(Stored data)
══════

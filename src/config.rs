// src/config.rs
// =============================================================================
// Crawler configuration.
//
// These are the knobs that live as long as a WebCrawler:
// - downloaders: worker count of the download pool
// - extractors: worker count of the link extraction pool
// - per_host: how many downloads may hit one host at the same time
//
// The crawl depth is not here: it is chosen per crawl() call.
// =============================================================================

use crate::error::CrawlError;

pub const DEFAULT_DOWNLOADERS: usize = 10;
pub const DEFAULT_EXTRACTORS: usize = 10;
pub const DEFAULT_PER_HOST: usize = 2;

#[derive(Debug, Clone, Copy, PartialEq, Eq)]
pub struct CrawlerConfig {
    pub downloaders: usize,
    pub extractors: usize,
    pub per_host: usize,
}

impl Default for CrawlerConfig {
    fn default() -> Self {
        Self {
            downloaders: DEFAULT_DOWNLOADERS,
            extractors: DEFAULT_EXTRACTORS,
            per_host: DEFAULT_PER_HOST,
        }
    }
}

impl CrawlerConfig {
    pub fn new(downloaders: usize, extractors: usize, per_host: usize) -> Self {
        Self {
            downloaders,
            extractors,
            per_host,
        }
    }

    // Every value has to be at least 1: a pool with no workers would never
    // run anything, and a per-host limit of 0 would block every download
    pub fn validate(&self) -> Result<(), CrawlError> {
        for (name, value) in [
            ("downloaders", self.downloaders),
            ("extractors", self.extractors),
            ("per_host", self.per_host),
        ] {
            if value == 0 {
                return Err(CrawlError::InvalidPoolSize { name, value });
            }
        }
        Ok(())
    }
}
//! Adapter around the Vault client: a narrow `read(path)` contract that
//! classifies a path as KV-versioned or dynamic-leased, plus connection
//! health management. Everything above this module talks to `SecretBackend`,
//! never to `vaultrs` directly, so tests can substitute a fake.

use crate::config::Config;
use crate::secret_string::SecretString;
use crate::types::SecretClassification;
use async_trait::async_trait;
use serde::Deserialize;
use std::sync::Arc;
use thiserror::Error;
use tokio::sync::RwLock;
use tracing::{debug, info, warn};
use vaultrs::auth::kubernetes;
use vaultrs::client::{VaultClient, VaultClientSettingsBuilder};

#[derive(Debug, Error)]
pub enum BackendError {
    #[error("secret not found at {path}")]
    NotFound { path: String },
    #[error("backend I/O error: {0}")]
    Io(String),
    #[error("could not classify secret: {0}")]
    Classification(String),
    #[error("path is no longer a dynamic/leased secret")]
    NoLongerDynamic,
}

#[derive(Debug, Clone)]
pub struct SecretInfo {
    pub path: String,
    pub classification: SecretClassification,
}

#[derive(Debug, Clone)]
pub struct LeaseInfo {
    pub lease_id: String,
    pub ttl_seconds: u64,
    pub renewable: bool,
}

/// Narrow contract the collector and reloader depend on. The real
/// implementation wraps Vault; tests substitute an in-memory fake.
#[async_trait]
pub trait SecretBackend: Send + Sync {
    async fn read(&self, path: &str) -> Result<SecretInfo, BackendError>;
    async fn renew_lease(&self, path: &str, lease_id: &str) -> Result<LeaseInfo, BackendError>;
    async fn health_check(&self) -> Result<(), BackendError>;
}

/// The standard Vault response envelope: lease fields live at the top level,
/// KV v2's version lives under `data.metadata.version`. A single generic
/// shape covers every secrets engine, which is what lets this adapter stay
/// ignorant of which engine is mounted at a given path.
#[derive(Debug, Deserialize)]
struct VaultReadEnvelope {
    #[serde(default)]
    lease_id: String,
    #[serde(default)]
    lease_duration: u64,
    #[serde(default)]
    renewable: bool,
    data: Option<VaultReadData>,
}

#[derive(Debug, Deserialize)]
struct VaultReadData {
    metadata: Option<VaultKvMetadata>,
}

#[derive(Debug, Deserialize)]
struct VaultKvMetadata {
    version: u64,
}

pub struct VaultBackend {
    config: Config,
    http: reqwest::Client,
    token: RwLock<Option<SecretString>>,
}

impl VaultBackend {
    pub fn new(config: Config) -> Result<Self, BackendError> {
        let mut builder = reqwest::Client::builder().timeout(config.vault_client_timeout);
        if config.vault_skip_verify {
            builder = builder.danger_accept_invalid_certs(true);
        }
        for cert_pem in &config.vault_ca_certs {
            let cert = reqwest::Certificate::from_pem(cert_pem.as_bytes())
                .map_err(|e| BackendError::Io(format!("invalid CA certificate: {e}")))?;
            builder = builder.add_root_certificate(cert);
        }
        let http = builder
            .build()
            .map_err(|e| BackendError::Io(format!("failed to build HTTP client: {e}")))?;

        Ok(Self {
            config,
            http,
            token: RwLock::new(None),
        })
    }

    async fn authenticate(&self) -> Result<SecretString, BackendError> {
        info!(
            auth_method = %self.config.vault_auth_method,
            auth_path = %self.config.vault_path,
            "authenticating to Vault"
        );

        let jwt = tokio::fs::read_to_string(&self.config.service_account_token_path)
            .await
            .map_err(|e| BackendError::Io(format!("failed to read service account token: {e}")))?;
        let jwt = jwt.trim().to_string();

        let settings = VaultClientSettingsBuilder::default()
            .address(self.config.vault_addr.clone())
            .verify(!self.config.vault_skip_verify)
            .namespace(Some(self.config.vault_namespace.clone()))
            .timeout(Some(self.config.vault_client_timeout))
            .build()
            .map_err(|e| BackendError::Io(format!("invalid Vault client settings: {e}")))?;
        let client = VaultClient::new(settings)
            .map_err(|e| BackendError::Io(format!("failed to build Vault client: {e}")))?;

        let auth_info = kubernetes::login(&client, &self.config.vault_path, &self.config.vault_role, &jwt)
            .await
            .map_err(|e| BackendError::Io(format!("Vault login failed: {e}")))?;

        Ok(SecretString::new(auth_info.client_token))
    }

    async fn token(&self) -> Result<SecretString, BackendError> {
        if let Some(token) = self.token.read().await.clone() {
            return Ok(token);
        }
        let token = self.authenticate().await?;
        *self.token.write().await = Some(token.clone());
        Ok(token)
    }

    async fn discard_client(&self) {
        *self.token.write().await = None;
    }

    async fn raw_read(&self, path: &str) -> Result<VaultReadEnvelope, BackendError> {
        let token = self.token().await?;
        let url = format!("{}/v1/{}", self.config.vault_addr.trim_end_matches('/'), path);

        let response = self
            .http
            .get(&url)
            .header("X-Vault-Token", token.expose_secret())
            .send()
            .await
            .map_err(|e| BackendError::Io(format!("request to {url} failed: {e}")))?;

        if response.status() == reqwest::StatusCode::NOT_FOUND {
            return Err(BackendError::NotFound {
                path: path.to_string(),
            });
        }
        if !response.status().is_success() {
            return Err(BackendError::Io(format!(
                "Vault returned status {} for {}",
                response.status(),
                url
            )));
        }

        response
            .json::<VaultReadEnvelope>()
            .await
            .map_err(|e| BackendError::Classification(format!("malformed Vault response: {e}")))
    }

    fn classify(path: &str, envelope: &VaultReadEnvelope) -> Result<SecretClassification, BackendError> {
        if !envelope.lease_id.is_empty() {
            return Ok(SecretClassification::Dynamic {
                lease_id: envelope.lease_id.clone(),
                ttl_seconds: envelope.lease_duration,
                renewable: envelope.renewable,
            });
        }

        let version = envelope
            .data
            .as_ref()
            .and_then(|d| d.metadata.as_ref())
            .map(|m| m.version)
            .ok_or_else(|| {
                BackendError::Classification(format!(
                    "path {path} has no lease and no metadata.version; cannot classify"
                ))
            })?;

        Ok(SecretClassification::Kv { version })
    }
}

#[async_trait]
impl SecretBackend for VaultBackend {
    async fn read(&self, path: &str) -> Result<SecretInfo, BackendError> {
        debug!(path, "reading secret from Vault");
        let envelope = self.raw_read(path).await?;
        let classification = Self::classify(path, &envelope)?;
        Ok(SecretInfo {
            path: path.to_string(),
            classification,
        })
    }

    async fn renew_lease(&self, path: &str, _lease_id: &str) -> Result<LeaseInfo, BackendError> {
        let envelope = self.raw_read(path).await?;
        if envelope.lease_id.is_empty() {
            return Err(BackendError::NoLongerDynamic);
        }
        Ok(LeaseInfo {
            lease_id: envelope.lease_id,
            ttl_seconds: envelope.lease_duration,
            renewable: envelope.renewable,
        })
    }

    async fn health_check(&self) -> Result<(), BackendError> {
        let url = format!(
            "{}/v1/sys/health",
            self.config.vault_addr.trim_end_matches('/')
        );
        let response = self.http.get(&url).send().await;

        let response = match response {
            Ok(r) => r,
            Err(e) => {
                self.discard_client().await;
                return Err(BackendError::Io(format!("health check request failed: {e}")));
            }
        };

        // 429 = standby node, still healthy enough to read from in most deployments
        if response.status().is_success() || response.status().as_u16() == 429 {
            return Ok(());
        }

        warn!(status = %response.status(), "Vault health check returned non-success; discarding cached client");
        self.discard_client().await;
        Err(BackendError::Io(format!(
            "Vault health check returned status {}",
            response.status()
        )))
    }
}

pub type SharedBackend = Arc<dyn SecretBackend>;
//! Extracts backend secret paths from free-form strings: container env
//! values and the opt-in pod-template annotation. Pure and allocation-light;
//! the collector owns de-duplication.

pub const SENTINEL: &str = "vault:";

/// One occurrence of a `vault:` reference, or one comma-separated annotation
/// entry, resolved to a path and whether it pins a specific version.
#[derive(Debug, Clone, PartialEq, Eq)]
pub struct ParsedRef {
    pub path: String,
    pub is_versioned: bool,
}

/// Parses an env var value of the form `...vault:<path>#<field>[#<version>]...`,
/// possibly repeated. A segment runs from one `vault:` occurrence up to the
/// next (or end of string).
pub fn parse_env_value(value: &str) -> Vec<ParsedRef> {
    let mut refs = Vec::new();
    let mut rest = value;

    while let Some(start) = rest.find(SENTINEL) {
        let after_sentinel = &rest[start + SENTINEL.len()..];
        let segment_end = after_sentinel.find(SENTINEL).unwrap_or(after_sentinel.len());
        let segment = &after_sentinel[..segment_end];

        if let Some(parsed) = parse_segment(segment) {
            refs.push(parsed);
        }

        rest = &after_sentinel[segment_end..];
    }

    refs
}

fn parse_segment(segment: &str) -> Option<ParsedRef> {
    let mut parts = segment.split('#');
    let path = parts.next().unwrap_or("");
    if path.is_empty() {
        return None;
    }

    let remaining: Vec<&str> = parts.collect();
    if remaining.is_empty() {
        // no '#' at all: cannot identify a field
        return None;
    }

    let is_versioned = remaining
        .last()
        .map(|last| !last.is_empty() && last.bytes().all(|b| b.is_ascii_digit()))
        .unwrap_or(false);

    Some(ParsedRef {
        path: path.to_string(),
        is_versioned,
    })
}

/// Parses the comma-separated annotation value `<path>[#<anything>]`,
/// `<path>[#<anything>], ...`. Unlike the env-var grammar, *any* `#` marks an
/// entry as pinned, regardless of what follows it.
pub fn parse_annotation_value(value: &str) -> Vec<ParsedRef> {
    value
        .split(',')
        .filter_map(|entry| {
            let mut it = entry.splitn(2, '#');
            let path = it.next().unwrap_or("");
            if path.is_empty() {
                return None;
            }
            let is_versioned = it.next().is_some();
            Some(ParsedRef {
                path: path.to_string(),
                is_versioned,
            })
        })
        .collect()
}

══════

Try it:
Looking at the entries above, how many lines contain the word "kubernetes"? Answer with the number alone.

Exercise answer:
2